Краеугольный метод в формировании человека счастливого - его воспитание и образование - рассматриваются еще более скупо и противоречиво. Эти фундаментальные для упомянутой концепции понятия, как правило, авторами практически не затрагиваются либо умалчиваются, и такой факт может указывать, насколько большую трудность составляет для самих утопистов четкое понимание того, как должен строиться правильный и безущербный процесс воспитания идеального человека, какая система образования должна быть создана.
Иллюстративный материал строится на базе произведений Т. Кампанел-лы, Л. Мерсье, Э. Беллами, О. Хаксли, О.С. Карда, Г. Тарда, а также на истории социалистической колонии Льяно дель Рио, исследованной, в частности, тем же О. Хаксли.

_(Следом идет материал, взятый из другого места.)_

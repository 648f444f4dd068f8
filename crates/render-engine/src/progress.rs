//! Job progress reporting.

use clipforge_common::clock::OperationClock;
use tokio::sync::watch;

use crate::job::JobState;

/// Highest percentage published before the terminal event.
pub const MAX_RECORDING_PERCENT: f64 = 99.0;

/// A progress sample.
#[derive(Debug, Clone, Copy, PartialEq)]
pub struct JobProgress {
    /// Completion in `[0, 100]`.
    pub percent: f64,
    pub state: JobState,
    /// Estimated seconds until the recording reaches its end.
    pub eta_secs: f64,
}

impl Default for JobProgress {
    fn default() -> Self {
        Self {
            percent: 0.0,
            state: JobState::Idle,
            eta_secs: 0.0,
        }
    }
}

/// `clamp((t - start) / (end - start) x 100, 0, 99)`.
pub fn range_percent(current_secs: f64, start_secs: f64, end_secs: f64) -> f64 {
    let span = end_secs - start_secs;
    if span.is_nan() || span <= 0.0 || !current_secs.is_finite() {
        return 0.0;
    }
    ((current_secs - start_secs) / span * 100.0).clamp(0.0, MAX_RECORDING_PERCENT)
}

/// Publishes non-decreasing progress on a watch channel.
///
/// Values stay at or below 99 until [`ProgressTracker::complete`] is called
/// by the terminal event.
#[derive(Debug)]
pub struct ProgressTracker {
    tx: watch::Sender<JobProgress>,
    current: JobProgress,
    clock: OperationClock,
}

impl ProgressTracker {
    pub fn new() -> Self {
        let current = JobProgress::default();
        let (tx, _rx) = watch::channel(current);
        Self {
            tx,
            current,
            clock: OperationClock::start(),
        }
    }

    pub fn subscribe(&self) -> watch::Receiver<JobProgress> {
        self.tx.subscribe()
    }

    pub fn current(&self) -> JobProgress {
        self.current
    }

    /// Publish a recording percentage; never moves backwards.
    pub fn update(&mut self, percent: f64) {
        let capped = percent.clamp(0.0, MAX_RECORDING_PERCENT);
        if capped > self.current.percent {
            self.current.percent = capped;
            self.current.eta_secs = self.clock.eta_secs(capped / 100.0);
            self.publish();
        }
    }

    pub fn set_state(&mut self, state: JobState) {
        if self.current.state != state {
            self.current.state = state;
            self.publish();
        }
    }

    /// Terminal success: 100%.
    pub fn complete(&mut self) {
        self.current = JobProgress {
            percent: 100.0,
            state: JobState::Done,
            eta_secs: 0.0,
        };
        self.publish();
    }

    fn publish(&self) {
        self.tx.send_replace(self.current);
    }
}

impl Default for ProgressTracker {
    fn default() -> Self {
        Self::new()
    }
}
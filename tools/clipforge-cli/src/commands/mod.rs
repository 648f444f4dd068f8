pub mod audio;
pub mod check;
pub mod encode;

use std::path::{Path, PathBuf};

use clipforge_common::error::ClipforgeError;

fn ensure_exists(path: &Path) -> Result<(), ClipforgeError> {
    if !path.exists() {
        return Err(ClipforgeError::FileNotFound {
            path: path.to_path_buf(),
        });
    }
    Ok(())
}

fn read_text(path: &Path) -> Result<String, ClipforgeError> {
    ensure_exists(path)?;
    Ok(std::fs::read_to_string(path)?)
}

/// `<dir>/<stem>-<suffix>.<ext>` next to the input.
fn default_output(input: &Path, suffix: &str, ext: &str) -> PathBuf {
    let stem = input
        .file_stem()
        .map(|s| s.to_string_lossy().into_owned())
        .unwrap_or_else(|| "output".to_string());
    input.with_file_name(format!("{stem}-{suffix}.{ext}"))
}

fn write_output(path: &Path, bytes: &[u8]) -> Result<(), ClipforgeError> {
    if let Some(parent) = path.parent().filter(|p| !p.as_os_str().is_empty()) {
        std::fs::create_dir_all(parent)?;
    }
    std::fs::write(path, bytes)?;
    Ok(())
}

#[cfg(test)]
mod tests {
    use super::*;

    #[test]
    fn test_default_output_sits_next_to_input() {
        let out = default_output(Path::new("/videos/talk.mov"), "trimmed", "mp4");
        assert_eq!(out, PathBuf::from("/videos/talk-trimmed.mp4"));
    }

    #[test]
    fn test_missing_input_is_file_not_found() {
        let err = read_text(Path::new("/nonexistent/cues.json")).unwrap_err();
        assert!(matches!(err, ClipforgeError::FileNotFound { .. }));
    }
}
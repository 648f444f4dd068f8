//! Loading cue lists and caption styles from JSON files.

use clipforge_media_model::{CaptionStyle, CueTrack, MediaModelError, Rgba, VerticalPosition};

const CUES: &str = r#"[
    { "id": 2, "startTime": 4.0, "endTime": 6.5, "text": "second" },
    { "id": 1, "startTime": 0.0, "endTime": 4.0, "text": "first, then\nmore" },
    { "id": 3, "start_secs": 6.0, "end_secs": 8.0, "text": "überlappend" }
]"#;

#[test]
fn cue_list_lookup_uses_times_not_positions() {
    let track = CueTrack::from_json(CUES).unwrap();
    assert_eq!(track.len(), 3);
    assert_eq!(track.active_at(1.0).map(|c| c.id), Some(1));
    assert_eq!(track.active_at(7.5).map(|c| c.id), Some(3));
    assert!(track.active_at(8.5).is_none());
    assert_eq!(track.end_secs(), 8.0);
}

#[test]
fn shared_boundary_resolves_to_first_cue_in_list() {
    let track = CueTrack::from_json(CUES).unwrap();
    assert_eq!(track.active_at(4.0).map(|c| c.id), Some(2));
    assert_eq!(track.active_at(6.25).map(|c| c.id), Some(2));
    assert_eq!(track.overlaps(), vec![(2, 3)]);
}

#[test]
fn inverted_cue_is_rejected_with_its_id() {
    let json = r#"[{ "id": 9, "startTime": 3.0, "endTime": 1.0, "text": "x" }]"#;
    match CueTrack::from_json(json) {
        Err(MediaModelError::InvalidCue { id, .. }) => assert_eq!(id, 9),
        other => panic!("expected invalid cue, got {other:?}"),
    }
}

#[test]
fn partial_style_fills_in_defaults() {
    let style = CaptionStyle::from_json(
        r##"{ "fontSizePx": 32, "textColor": "#ff0", "verticalPosition": "top" }"##,
    )
    .unwrap();
    assert_eq!(style.font_size_px, 32.0);
    assert_eq!(style.text_color, Rgba::rgb(255, 255, 0));
    assert_eq!(style.vertical_position, VerticalPosition::Top);
    assert_eq!(style.font_family, CaptionStyle::default().font_family);
    assert_eq!(style.background_fill(), Some(Rgba::new(0, 0, 0, 128)));
}

#[test]
fn style_round_trips_colors_as_hex() {
    let style = CaptionStyle {
        background_color: Rgba::new(16, 32, 48, 200),
        background_opacity: 0.0,
        ..CaptionStyle::default()
    };
    let json = serde_json::to_string(&style).unwrap();
    assert!(json.contains("\"#102030c8\""));
    assert_eq!(style.background_fill(), None);
    assert_eq!(CaptionStyle::from_json(&json).unwrap(), style);
}

#[test]
fn bad_style_values_are_rejected() {
    assert!(matches!(
        CaptionStyle::from_json(r#"{ "backgroundOpacity": 1.5 }"#),
        Err(MediaModelError::InvalidStyle { .. })
    ));
    assert!(matches!(
        CaptionStyle::from_json(r#"{ "textColor": "white" }"#),
        Err(MediaModelError::ParseError(_))
    ));
}
impl EncodingJob {
    pub fn new(operation: Operation, host: JobHost, options: JobOptions) -> Self {
        let (events_tx, events_rx) = mpsc::unbounded_channel();
        Self {
            operation,
            options,
            cancel: CancelFlag::new(),
            state: JobState::Idle,
            source: host.source,
            surface: Some(host.surface),
            encoder: host.encoder,
            audio_backend: Some(host.audio),
            router: None,
            capability: host.capability,
            scheduler: host.scheduler,
            events_tx,
            events_rx,
            progress: ProgressTracker::new(),
            candidate: None,
            span: (0.0, 0.0),
            bounded: false,
            chunks: Vec::new(),
            encoder_stopped: false,
            settle_deadline: None,
            frames_encoded: 0,
            clock: OperationClock::start(),
            torn_down: false,
        }
    }

    /// Use an externally owned cancel flag.
    pub fn with_cancel_flag(mut self, cancel: CancelFlag) -> Self {
        self.cancel = cancel;
        self
    }

    pub fn cancel_flag(&self) -> CancelFlag {
        self.cancel.clone()
    }

    pub fn progress(&self) -> watch::Receiver<JobProgress> {
        self.progress.subscribe()
    }

    pub fn state(&self) -> JobState {
        self.state
    }

    /// Spawn the job on the current runtime.
    pub fn start(
        self,
    ) -> (
        watch::Receiver<JobProgress>,
        JoinHandle<ClipforgeResult<Artifact>>,
    ) {
        let progress = self.progress();
        let handle = tokio::spawn(self.run());
        (progress, handle)
    }

    /// Run to completion, failure or cancellation.
    pub async fn run(mut self) -> ClipforgeResult<Artifact> {
        let result = self.drive().await;
        match &result {
            Ok(artifact) => tracing::info!(
                operation = %self.operation.kind(),
                mime_type = %artifact.mime_type,
                bytes = artifact.bytes.len(),
                frames = self.frames_encoded,
                elapsed_secs = self.clock.elapsed_secs(),
                "Encoding job finished"
            ),
            Err(ClipforgeError::Cancelled) => {
                self.transition(JobState::Error);
                tracing::info!(operation = %self.operation.kind(), "Encoding job cancelled");
            }
            Err(e) => {
                self.transition(JobState::Error);
                tracing::error!(
                    operation = %self.operation.kind(),
                    error = %e,
                    "Encoding job failed"
                );
            }
        }
        self.teardown();
        result
    }

    async fn drive(&mut self) -> ClipforgeResult<Artifact> {
        self.operation.validate()?;
        tracing::info!(
            operation = %self.operation.kind(),
            started_at = %self.clock.epoch_wall(),
            "Starting encoding job"
        );
        self.source.load(self.events_tx.clone())?;

        loop {
            let wake = match self.settle_deadline {
                Some(deadline) => tokio::select! {
                    event = self.events_rx.recv() => Wake::Event(event),
                    _ = tokio::time::sleep_until(deadline) => Wake::Settled,
                },
                None => Wake::Event(self.events_rx.recv().await),
            };

            if self.cancel.is_cancelled() {
                tracing::info!(state = ?self.state, "Cancellation requested");
                self.source.pause();
                return Err(ClipforgeError::Cancelled);
            }

            let step = match wake {
                Wake::Settled => {
                    self.settle_deadline = None;
                    tracing::debug!("Settle delay elapsed");
                    self.stop_encoder()?
                }
                Wake::Event(Some(event)) => self.handle(event)?,
                Wake::Event(None) => {
                    return Err(ClipforgeError::render("job event queue closed"));
                }
            };

            if let Step::Finished = step {
                return self.finish();
            }
        }
    }

    fn handle(&mut self, event: HostEvent) -> ClipforgeResult<Step> {
        match (self.state, event) {
            (_, HostEvent::MetadataFailed(message)) => Err(ClipforgeError::source_load(format!(
                "metadata failed to load: {message}"
            ))),
            (_, HostEvent::SeekFailed(message)) => Err(ClipforgeError::source_load(format!(
                "seek failed: {message}"
            ))),
            (_, HostEvent::EncoderFailed(message)) => Err(ClipforgeError::encoder(message)),
            (JobState::Idle, HostEvent::MetadataReady) => self.on_metadata(),
            (JobState::Seeking, HostEvent::Seeked) => self.begin_recording(),
            (JobState::Recording, HostEvent::FrameReady) => self.on_frame(),
            (JobState::Recording, HostEvent::Ended) => self.on_ended(),
            (_, HostEvent::EncoderData(bytes)) => {
                if !bytes.is_empty() {
                    self.chunks.push(bytes);
                }
                Ok(Step::Continue)
            }
            (JobState::Stopping, HostEvent::EncoderStopped) => Ok(Step::Finished),
            (JobState::Recording, HostEvent::EncoderStopped) => {
                tracing::debug!("Encoder finished before the source");
                self.encoder_stopped = true;
                Ok(Step::Continue)
            }
            (state, event) => {
                tracing::trace!(?state, ?event, "Ignoring event");
                Ok(Step::Continue)
            }
        }
    }

    fn on_metadata(&mut self) -> ClipforgeResult<Step> {
        let meta = self
            .source
            .metadata()
            .cloned()
            .ok_or_else(|| ClipforgeError::source_load("source reported no metadata"))?;
        if !(meta.duration_secs.is_finite() && meta.duration_secs > 0.0) {
            return Err(ClipforgeError::source_load(format!(
                "source has no playable duration ({})",
                meta.duration_secs
            )));
        }
        self.transition(JobState::MetadataLoaded);

        let tolerance = frame_interval_secs(self.options.fps);
        let (start, end, bounded) = match self.operation.range() {
            Some((start, end)) => {
                if start >= meta.duration_secs {
                    return Err(ClipforgeError::invalid_range(format!(
                        "start {start:.3}s is beyond the {:.3}s source",
                        meta.duration_secs
                    )));
                }
                if end > meta.duration_secs + tolerance {
                    return Err(ClipforgeError::invalid_range(format!(
                        "end {end:.3}s is beyond the {:.3}s source",
                        meta.duration_secs
                    )));
                }
                (start, end.min(meta.duration_secs), true)
            }
            None => (0.0, meta.duration_secs, false),
        };
        self.span = (start, end);
        self.bounded = bounded;

        let candidate = negotiate(
            self.operation.kind(),
            self.operation.target_ext(),
            meta.has_audio,
            self.capability.as_ref(),
        )?;
        self.candidate = Some(candidate);

        let (width, height) = if candidate.has_video() {
            if !meta.has_video {
                return Err(ClipforgeError::source_load(
                    "source has no video track for a video output",
                ));
            }
            let (w, h) = (meta.width & !1, meta.height & !1);
            if w == 0 || h == 0 {
                return Err(ClipforgeError::source_load(format!(
                    "source dimensions {}x{} are too small to encode",
                    meta.width, meta.height
                )));
            }
            if let Some(surface) = self.surface.as_deref_mut() {
                surface.resize(w, h);
            }
            (w, h)
        } else {
            // Audio-only outputs never touch a frame buffer.
            self.surface = None;
            (0, 0)
        };

        self.encoder.configure(
            EncoderSettings {
                candidate,
                video_bitrate_bps: self.options.video_bitrate_bps,
                audio_bitrate_bps: self.options.audio_bitrate_bps,
                width,
                height,
                fps: self.options.fps,
                max_duration_secs: bounded.then_some(end - start),
            },
            self.events_tx.clone(),
        )?;

        tracing::info!(
            duration_secs = meta.duration_secs,
            width,
            height,
            start_secs = start,
            end_secs = end,
            format = %candidate,
            "Metadata loaded"
        );

        if bounded {
            self.transition(JobState::Seeking);
            self.source.seek(start)?;
            Ok(Step::Continue)
        } else {
            self.begin_recording()
        }
    }

    fn begin_recording(&mut self) -> ClipforgeResult<Step> {
        let candidate = self
            .candidate
            .ok_or_else(|| ClipforgeError::encoder("recording started before negotiation"))?;

        let audio = if candidate.has_audio() {
            let backend = self
                .audio_backend
                .take()
                .ok_or_else(|| ClipforgeError::source_load("audio graph already consumed"))?;
            let mode = if self.options.monitor_audio {
                RoutingMode::Monitored
            } else {
                RoutingMode::CaptureOnly
            };
            let router = self.router.insert(AudioRouter::new(backend, mode));
            router.attach_for_play()?;
            router.capture_track()?
        } else {
            None
        };

        let tracks = CaptureTracks {
            video: candidate.has_video(),
            audio,
        };
        self.encoder.start(&tracks)?;
        self.source.play()?;

        self.transition(JobState::Recording);
        self.scheduler.start(self.events_tx.clone(), self.options.fps);
        self.scheduler.request_frame();
        Ok(Step::Continue)
    }

    fn on_frame(&mut self) -> ClipforgeResult<Step> {
        if self.source.state() != PlaybackState::Playing {
            self.scheduler.request_frame();
            return Ok(Step::Continue);
        }

        let (start, end) = self.span;
        let Some(frame) = self.source.current_frame()? else {
            self.scheduler.request_frame();
            return Ok(Step::Continue);
        };
        let t = frame.pts_secs;

        if self.bounded && t >= end - TIME_EPSILON {
            return self.reach_boundary(t);
        }

        if let Some(surface) = self.surface.as_deref_mut() {
            surface.draw_image(frame);
            if let Operation::BurnIn { cues, style } = &self.operation {
                if let Some(cue) = cues.active_at(t) {
                    draw_caption(surface, &cue.text, style);
                }
            }
            self.encoder.push_frame(surface.snapshot(), t - start)?;
            self.frames_encoded += 1;
        }

        self.progress.update(range_percent(t, start, end));
        self.scheduler.request_frame();
        Ok(Step::Continue)
    }

    fn on_ended(&mut self) -> ClipforgeResult<Step> {
        let t = self.source.current_time();
        self.scheduler.stop();

        if self.bounded {
            let (_, end) = self.span;
            let tolerance = frame_interval_secs(self.options.fps);
            if t + tolerance >= end - TIME_EPSILON {
                return self.reach_boundary(t);
            }
            return Err(ClipforgeError::invalid_range(format!(
                "source ended at {t:.3}s before the requested end {end:.3}s"
            )));
        }

        tracing::info!(
            position_secs = t,
            settle_ms = self.options.settle_delay.as_millis() as u64,
            "Source ended, settling before stopping encoder"
        );
        self.transition(JobState::Stopping);
        self.settle_deadline = Some(Instant::now() + self.options.settle_delay);
        Ok(Step::Continue)
    }

    fn reach_boundary(&mut self, t: f64) -> ClipforgeResult<Step> {
        tracing::info!(
            position_secs = t,
            end_secs = self.span.1,
            frames = self.frames_encoded,
            "Range end reached"
        );
        self.source.pause();
        self.scheduler.stop();
        self.transition(JobState::Stopping);
        self.stop_encoder()
    }

    fn stop_encoder(&mut self) -> ClipforgeResult<Step> {
        if self.encoder_stopped {
            return Ok(Step::Finished);
        }
        self.encoder.stop()?;
        Ok(Step::Continue)
    }

    fn finish(&mut self) -> ClipforgeResult<Artifact> {
        let format = self
            .candidate
            .ok_or_else(|| ClipforgeError::encoder("no output format was negotiated"))?;

        let total: usize = self.chunks.iter().map(Vec::len).sum();
        if total == 0 {
            return Err(ClipforgeError::encoder("encoder produced no output"));
        }
        let mut bytes = Vec::with_capacity(total);
        for chunk in self.chunks.drain(..) {
            bytes.extend_from_slice(&chunk);
        }

        self.state = JobState::Done;
        self.progress.complete();
        Ok(Artifact {
            bytes,
            mime_type: format.mime_type(),
            format,
        })
    }

    fn transition(&mut self, next: JobState) {
        if self.state == next {
            return;
        }
        tracing::debug!(from = ?self.state, to = ?next, "Job state changed");
        self.state = next;
        self.progress.set_state(next);
    }

    /// Release every owned resource. Safe to call repeatedly.
    fn teardown(&mut self) {
        if self.torn_down {
            return;
        }
        self.torn_down = true;

        self.scheduler.stop();
        self.settle_deadline = None;
        if self.source.state() == PlaybackState::Playing {
            self.source.pause();
        }
        self.source.release();
        if let Some(mut router) = self.router.take() {
            router.teardown();
        }
        if let Some(mut backend) = self.audio_backend.take() {
            backend.close();
        }
        self.encoder.release();
        self.surface = None;

        tracing::debug!(
            state = ?self.state,
            frames = self.frames_encoded,
            "Job resources released"
        );
    }
}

Плюрализм и взаимодействие культур продуцируют новые педагогические методики, которые также находят свое отражение в утопии. Появляются отдельные проекты мирового образования, хотя им и недостает организационной системности, чтобы быть осуществленными. Многие новые педагогические практики вложила в историю образования «прогрессивная эра» в Америке - с 90-х гг. XIX в. по 20-е гг. XX в., когда происходило множество попыток перекроить инертные образовательные системы. Расширение возможностей образовательно-социетальных практик интегрируется с подъемом коммунитарного движения, начинающимся с середины XIX столетия. При изучении коммунитарных экспериментов обращается внимание на тот факт, что, в отличие от европейской утопии, апеллирующей к потерянному раю, американская практически всегда держится настоящего. В этом моменте обнаруживается историческое повторение: в ХУ1-ХУП в. новооткрытый американский континент стал для Европы воплощенной утопией, предоставлявшей возможность «обновления» в широком смысле - новые земли, новые способы построить другое общество, а в XIX в. - сценой для изобильной плеяды коммунитарных экспериментов.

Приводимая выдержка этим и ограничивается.